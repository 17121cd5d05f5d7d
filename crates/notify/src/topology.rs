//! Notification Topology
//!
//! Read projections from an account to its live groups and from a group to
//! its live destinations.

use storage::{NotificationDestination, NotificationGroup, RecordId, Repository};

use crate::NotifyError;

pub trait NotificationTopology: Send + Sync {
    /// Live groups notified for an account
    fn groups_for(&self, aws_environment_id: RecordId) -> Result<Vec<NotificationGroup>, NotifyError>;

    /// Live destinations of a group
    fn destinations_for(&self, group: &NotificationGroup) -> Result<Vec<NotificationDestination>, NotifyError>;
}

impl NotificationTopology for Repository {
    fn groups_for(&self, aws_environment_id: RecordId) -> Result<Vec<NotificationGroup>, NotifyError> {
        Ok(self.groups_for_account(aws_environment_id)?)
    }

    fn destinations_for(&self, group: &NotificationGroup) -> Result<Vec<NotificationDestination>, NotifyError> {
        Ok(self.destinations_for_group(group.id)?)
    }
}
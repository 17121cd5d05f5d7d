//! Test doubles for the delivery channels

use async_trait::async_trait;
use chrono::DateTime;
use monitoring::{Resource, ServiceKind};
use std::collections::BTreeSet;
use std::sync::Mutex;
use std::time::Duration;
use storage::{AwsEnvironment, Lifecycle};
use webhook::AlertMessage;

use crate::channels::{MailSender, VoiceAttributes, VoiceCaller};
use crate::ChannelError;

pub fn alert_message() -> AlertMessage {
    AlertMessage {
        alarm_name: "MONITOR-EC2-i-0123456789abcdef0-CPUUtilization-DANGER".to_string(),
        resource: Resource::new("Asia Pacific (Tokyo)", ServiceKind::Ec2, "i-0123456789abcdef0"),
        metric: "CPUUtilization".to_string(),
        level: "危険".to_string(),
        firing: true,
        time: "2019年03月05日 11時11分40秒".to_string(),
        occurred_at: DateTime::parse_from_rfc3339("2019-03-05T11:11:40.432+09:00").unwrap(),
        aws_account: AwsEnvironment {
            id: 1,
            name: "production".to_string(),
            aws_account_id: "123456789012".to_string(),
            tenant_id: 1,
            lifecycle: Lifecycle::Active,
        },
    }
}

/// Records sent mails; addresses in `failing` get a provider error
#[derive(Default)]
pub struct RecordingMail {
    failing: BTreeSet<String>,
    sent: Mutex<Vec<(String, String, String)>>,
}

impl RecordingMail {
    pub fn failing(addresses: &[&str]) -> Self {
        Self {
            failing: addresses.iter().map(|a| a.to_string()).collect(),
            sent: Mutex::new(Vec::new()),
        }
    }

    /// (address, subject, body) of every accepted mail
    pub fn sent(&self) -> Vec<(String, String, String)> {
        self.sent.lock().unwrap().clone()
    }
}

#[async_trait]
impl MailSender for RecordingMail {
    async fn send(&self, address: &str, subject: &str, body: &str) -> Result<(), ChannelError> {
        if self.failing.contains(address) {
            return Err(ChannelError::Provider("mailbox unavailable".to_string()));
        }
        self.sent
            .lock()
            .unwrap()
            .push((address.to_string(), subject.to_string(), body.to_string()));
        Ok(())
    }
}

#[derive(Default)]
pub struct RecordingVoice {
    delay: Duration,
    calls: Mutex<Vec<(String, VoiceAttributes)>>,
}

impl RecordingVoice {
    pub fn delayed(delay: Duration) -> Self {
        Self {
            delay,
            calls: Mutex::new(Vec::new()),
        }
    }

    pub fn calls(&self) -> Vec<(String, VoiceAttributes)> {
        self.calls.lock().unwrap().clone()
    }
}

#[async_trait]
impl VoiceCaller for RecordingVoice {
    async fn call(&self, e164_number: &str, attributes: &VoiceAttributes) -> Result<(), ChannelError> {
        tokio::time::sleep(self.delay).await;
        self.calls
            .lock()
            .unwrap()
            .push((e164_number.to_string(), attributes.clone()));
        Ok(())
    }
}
+ + + + + + +
Work required: Write the material above out once more, exactly as it stands.

Reply:
repository 17121cd5d05f5d7d
filename crates/notify/src/topology.rs
//! Notification Topology
//!
//! Read projections from an account to its live groups and from a group to
//! its live destinations.

use storage::{NotificationDestination, NotificationGroup, RecordId, Repository};

use crate::NotifyError;

pub trait NotificationTopology: Send + Sync {
    /// Live groups notified for an account
    fn groups_for(&self, aws_environment_id: RecordId) -> Result<Vec<NotificationGroup>, NotifyError>;

    /// Live destinations of a group
    fn destinations_for(&self, group: &NotificationGroup) -> Result<Vec<NotificationDestination>, NotifyError>;
}

impl NotificationTopology for Repository {
    fn groups_for(&self, aws_environment_id: RecordId) -> Result<Vec<NotificationGroup>, NotifyError> {
        Ok(self.groups_for_account(aws_environment_id)?)
    }

    fn destinations_for(&self, group: &NotificationGroup) -> Result<Vec<NotificationDestination>, NotifyError> {
        Ok(self.destinations_for_group(group.id)?)
    }
}
repository 17121cd5d05f5d7d
//! Test doubles for the delivery channels

use async_trait::async_trait;
use chrono::DateTime;
use monitoring::{Resource, ServiceKind};
use std::collections::BTreeSet;
use std::sync::Mutex;
use std::time::Duration;
use storage::{AwsEnvironment, Lifecycle};
use webhook::AlertMessage;

use crate::channels::{MailSender, VoiceAttributes, VoiceCaller};
use crate::ChannelError;

pub fn alert_message() -> AlertMessage {
    AlertMessage {
        alarm_name: "MONITOR-EC2-i-0123456789abcdef0-CPUUtilization-DANGER".to_string(),
        resource: Resource::new("Asia Pacific (Tokyo)", ServiceKind::Ec2, "i-0123456789abcdef0"),
        metric: "CPUUtilization".to_string(),
        level: "危険".to_string(),
        firing: true,
        time: "2019年03月05日 11時11分40秒".to_string(),
        occurred_at: DateTime::parse_from_rfc3339("2019-03-05T11:11:40.432+09:00").unwrap(),
        aws_account: AwsEnvironment {
            id: 1,
            name: "production".to_string(),
            aws_account_id: "123456789012".to_string(),
            tenant_id: 1,
            lifecycle: Lifecycle::Active,
        },
    }
}

/// Records sent mails; addresses in `failing` get a provider error
#[derive(Default)]
pub struct RecordingMail {
    failing: BTreeSet<String>,
    sent: Mutex<Vec<(String, String, String)>>,
}

impl RecordingMail {
    pub fn failing(addresses: &[&str]) -> Self {
        Self {
            failing: addresses.iter().map(|a| a.to_string()).collect(),
            sent: Mutex::new(Vec::new()),
        }
    }

    /// (address, subject, body) of every accepted mail
    pub fn sent(&self) -> Vec<(String, String, String)> {
        self.sent.lock().unwrap().clone()
    }
}

#[async_trait]
impl MailSender for RecordingMail {
    async fn send(&self, address: &str, subject: &str, body: &str) -> Result<(), ChannelError> {
        if self.failing.contains(address) {
            return Err(ChannelError::Provider("mailbox unavailable".to_string()));
        }
        self.sent
            .lock()
            .unwrap()
            .push((address.to_string(), subject.to_string(), body.to_string()));
        Ok(())
    }
}

#[derive(Default)]
pub struct RecordingVoice {
    delay: Duration,
    calls: Mutex<Vec<(String, VoiceAttributes)>>,
}

impl RecordingVoice {
    pub fn delayed(delay: Duration) -> Self {
        Self {
            delay,
            calls: Mutex::new(Vec::new()),
        }
    }

    pub fn calls(&self) -> Vec<(String, VoiceAttributes)> {
        self.calls.lock().unwrap().clone()
    }
}

#[async_trait]
impl VoiceCaller for RecordingVoice {
    async fn call(&self, e164_number: &str, attributes: &VoiceAttributes) -> Result<(), ChannelError> {
        tokio::time::sleep(self.delay).await;
        self.calls
            .lock()
            .unwrap()
            .push((e164_number.to_string(), attributes.clone()));
        Ok(())
    }
}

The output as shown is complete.